-- Record extracts follows --
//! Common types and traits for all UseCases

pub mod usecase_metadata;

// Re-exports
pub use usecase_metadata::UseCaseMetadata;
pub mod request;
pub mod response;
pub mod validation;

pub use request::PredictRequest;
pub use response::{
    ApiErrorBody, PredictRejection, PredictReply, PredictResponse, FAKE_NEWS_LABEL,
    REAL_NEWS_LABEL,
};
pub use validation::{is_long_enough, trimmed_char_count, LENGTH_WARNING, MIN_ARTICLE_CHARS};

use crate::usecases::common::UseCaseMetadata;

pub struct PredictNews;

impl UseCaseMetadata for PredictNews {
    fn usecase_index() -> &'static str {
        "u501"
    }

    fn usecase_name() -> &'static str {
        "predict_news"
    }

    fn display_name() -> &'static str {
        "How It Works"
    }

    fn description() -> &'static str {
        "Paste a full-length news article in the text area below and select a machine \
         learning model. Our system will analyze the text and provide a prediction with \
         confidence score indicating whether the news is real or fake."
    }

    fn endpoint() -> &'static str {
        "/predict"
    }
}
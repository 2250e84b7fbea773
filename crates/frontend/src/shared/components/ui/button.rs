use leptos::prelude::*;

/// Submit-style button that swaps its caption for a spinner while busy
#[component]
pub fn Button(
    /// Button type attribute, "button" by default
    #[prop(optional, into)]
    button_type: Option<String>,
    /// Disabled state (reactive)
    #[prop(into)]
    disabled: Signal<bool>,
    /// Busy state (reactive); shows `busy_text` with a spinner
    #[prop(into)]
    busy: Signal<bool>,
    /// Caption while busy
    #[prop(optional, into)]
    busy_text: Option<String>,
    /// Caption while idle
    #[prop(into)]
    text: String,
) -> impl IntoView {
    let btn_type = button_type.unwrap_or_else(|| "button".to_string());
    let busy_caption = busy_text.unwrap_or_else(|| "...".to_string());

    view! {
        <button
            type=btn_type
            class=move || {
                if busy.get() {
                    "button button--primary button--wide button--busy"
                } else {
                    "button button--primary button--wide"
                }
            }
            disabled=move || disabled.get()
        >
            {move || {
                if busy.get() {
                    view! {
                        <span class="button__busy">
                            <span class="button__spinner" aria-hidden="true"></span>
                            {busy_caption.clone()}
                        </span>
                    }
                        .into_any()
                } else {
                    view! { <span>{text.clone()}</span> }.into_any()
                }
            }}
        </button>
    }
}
-- Record extracts concluded --
-- Record extracts follows --
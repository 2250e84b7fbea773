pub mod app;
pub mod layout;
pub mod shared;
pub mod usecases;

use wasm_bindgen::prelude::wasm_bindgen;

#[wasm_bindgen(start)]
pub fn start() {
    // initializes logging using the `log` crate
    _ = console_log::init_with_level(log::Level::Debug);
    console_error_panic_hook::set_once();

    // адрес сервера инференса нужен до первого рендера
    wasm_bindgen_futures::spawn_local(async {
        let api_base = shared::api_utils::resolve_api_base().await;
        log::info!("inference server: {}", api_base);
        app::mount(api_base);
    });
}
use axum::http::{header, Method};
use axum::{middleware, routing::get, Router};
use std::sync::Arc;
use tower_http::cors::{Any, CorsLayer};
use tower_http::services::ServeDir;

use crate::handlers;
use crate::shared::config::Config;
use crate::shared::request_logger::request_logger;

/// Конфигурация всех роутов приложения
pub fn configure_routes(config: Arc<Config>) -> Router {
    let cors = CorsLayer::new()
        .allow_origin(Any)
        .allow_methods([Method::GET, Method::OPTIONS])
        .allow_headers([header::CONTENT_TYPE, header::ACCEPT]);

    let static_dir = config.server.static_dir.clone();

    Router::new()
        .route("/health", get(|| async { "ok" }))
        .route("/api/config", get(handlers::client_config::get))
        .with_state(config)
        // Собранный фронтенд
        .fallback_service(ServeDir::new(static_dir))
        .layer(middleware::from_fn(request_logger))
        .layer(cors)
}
-- Record extracts concluded --
### Exercise prompt
Check each line of the records above for "CorsLayer", and copy those that have it.

### Answer to the exercise
use tower_http::cors::{Any, CorsLayer};
    let cors = CorsLayer::new()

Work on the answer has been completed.